• **Work instructions**
For each line of the listing that includes the word "EncodingKey", show the whole line.

• **Source material**
|---|
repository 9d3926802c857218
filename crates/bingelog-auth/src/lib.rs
pub mod error;
pub mod token;

pub use error::{Error, Result};
pub use token::TokenManager;
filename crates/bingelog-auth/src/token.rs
use bingelog_types::claim::TimeLimited;
use jsonwebtoken::{decode, encode, DecodingKey, EncodingKey, Header, Validation};
use serde::de::DeserializeOwned;

use crate::error::Result;

struct Keys {
    encoding: EncodingKey,
    decoding: DecodingKey,
}

impl Keys {
    pub fn new(secret: impl AsRef<[u8]>) -> Self {
        Self {
            encoding: EncodingKey::from_secret(secret.as_ref()),
            decoding: DecodingKey::from_secret(secret.as_ref()),
        }
    }
}

/// Issues and validates signed bearer tokens.
///
/// Tokens are opaque to clients - they present the string back on each
/// request and the server resolves the caller identity from it.
pub struct TokenManager {
    keys: Keys,
    default_validity: std::time::Duration,
    header: Header,
    validation: Validation,
}

impl TokenManager {
    pub fn new(secret: impl AsRef<[u8]>, default_validity: std::time::Duration) -> Self {
        let validation = Validation::default();
        let header = Header::default();
        Self {
            keys: Keys::new(secret),
            default_validity,
            header,
            validation,
        }
    }

    pub fn issue(&self, mut claims: impl serde::Serialize + TimeLimited) -> Result<String> {
        let now = std::time::SystemTime::now();
        let validity = now + self.default_validity;
        claims.set_validity(validity);
        let token = encode(&self.header, &claims, &self.keys.encoding)?;
        Ok(token)
    }

    #[cfg(test)]
    pub fn issue_expired(&self, mut claims: impl serde::Serialize + TimeLimited) -> Result<String> {
        let now = std::time::SystemTime::now();
        let validity = now - self.default_validity;
        claims.set_validity(validity);
        let token = encode(&self.header, &claims, &self.keys.encoding)?;
        Ok(token)
    }

    pub fn validate<T>(&self, token: &str) -> Result<T>
    where
        T: DeserializeOwned,
    {
        let data = decode::<T>(token, &self.keys.decoding, &self.validation)?;
        Ok(data.claims)
    }

    pub fn default_validity(&self) -> std::time::Duration {
        self.default_validity
    }
}
crate::label::label_repository!(
    Tag,
    CreateTag,
    TagRepository,
    TagRepositoryImpl,
    "tag",
    "series_tags",
    "tag_id"
);
pub mod character;
pub mod error;
mod label;
pub mod series;
pub mod tag;
pub mod user;

use std::str::FromStr as _;

pub use error::Error;
pub use sqlx::Error as SqlxError;
use sqlx::sqlite::{SqliteConnectOptions, SqlitePoolOptions};

use crate::error::Result;

pub type ChosenDB = sqlx::Sqlite;
pub type ChosenRow = sqlx::sqlite::SqliteRow;
pub type Pool = sqlx::Pool<ChosenDB>;

pub async fn new_pool(database_url: &str) -> Result<Pool, Error> {
    let options = SqliteConnectOptions::from_str(database_url)?
        .create_if_missing(true)
        .foreign_keys(true);
    let pool = SqlitePoolOptions::new()
        .max_connections(50)
        .connect_with(options)
        .await?;
    Ok(pool)
}

/// Rejects empty and whitespace-only strings.
pub(crate) fn not_blank(value: &str, _ctx: &()) -> garde::Result {
    if value.trim().is_empty() {
        Err(garde::Error::new("must not be blank"))
    } else {
        Ok(())
    }
}

pub(crate) fn placeholders(count: usize) -> String {
    vec!["?"; count].join(",")
}
use axum::{extract::FromRequestParts, RequestPartsExt};
use axum_extra::TypedHeader;
use bingelog_types::claim::ApiClaim;
use headers::{authorization::Bearer, Authorization};
use http::{request::Parts, StatusCode};
use tracing::debug;

use crate::state::AppState;

impl FromRequestParts<AppState> for ApiClaim {
    type Rejection = StatusCode;

    async fn from_request_parts(
        parts: &mut Parts,
        state: &AppState,
    ) -> Result<Self, Self::Rejection> {
        let header_token = parts
            .extract::<TypedHeader<Authorization<Bearer>>>()
            .await
            .ok()
            .map(|h| h.0.token().to_string());

        match header_token {
            Some(token) => {
                let claim = state.tokens().validate::<ApiClaim>(&token).map_err(|e| {
                    debug!("Failed to validate token: {e}");
                    StatusCode::UNAUTHORIZED
                })?;
                Ok(claim)
            }
            None => {
                debug!("No token found");
                Err(StatusCode::UNAUTHORIZED)
            }
        }
    }
}

/// Authenticated user id, extracted from the bearer token.
/// Every owner scoped handler takes this as its first argument.
pub struct Identity(pub i64);

impl FromRequestParts<AppState> for Identity {
    type Rejection = StatusCode;

    async fn from_request_parts(
        parts: &mut Parts,
        state: &AppState,
    ) -> Result<Self, Self::Rejection> {
        let claim = ApiClaim::from_request_parts(parts, state).await?;
        claim.user_id().map(Identity).ok_or_else(|| {
            debug!("Token subject is not a valid user id");
            StatusCode::UNAUTHORIZED
        })
    }
}
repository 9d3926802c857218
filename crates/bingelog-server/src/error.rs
pub type Error = anyhow::Error;
pub type Result<T, E = Error> = std::result::Result<T, E>;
|---|
• **Problem solution**
use jsonwebtoken::{decode, encode, DecodingKey, EncodingKey, Header, Validation};
    encoding: EncodingKey,
            encoding: EncodingKey::from_secret(secret.as_ref()),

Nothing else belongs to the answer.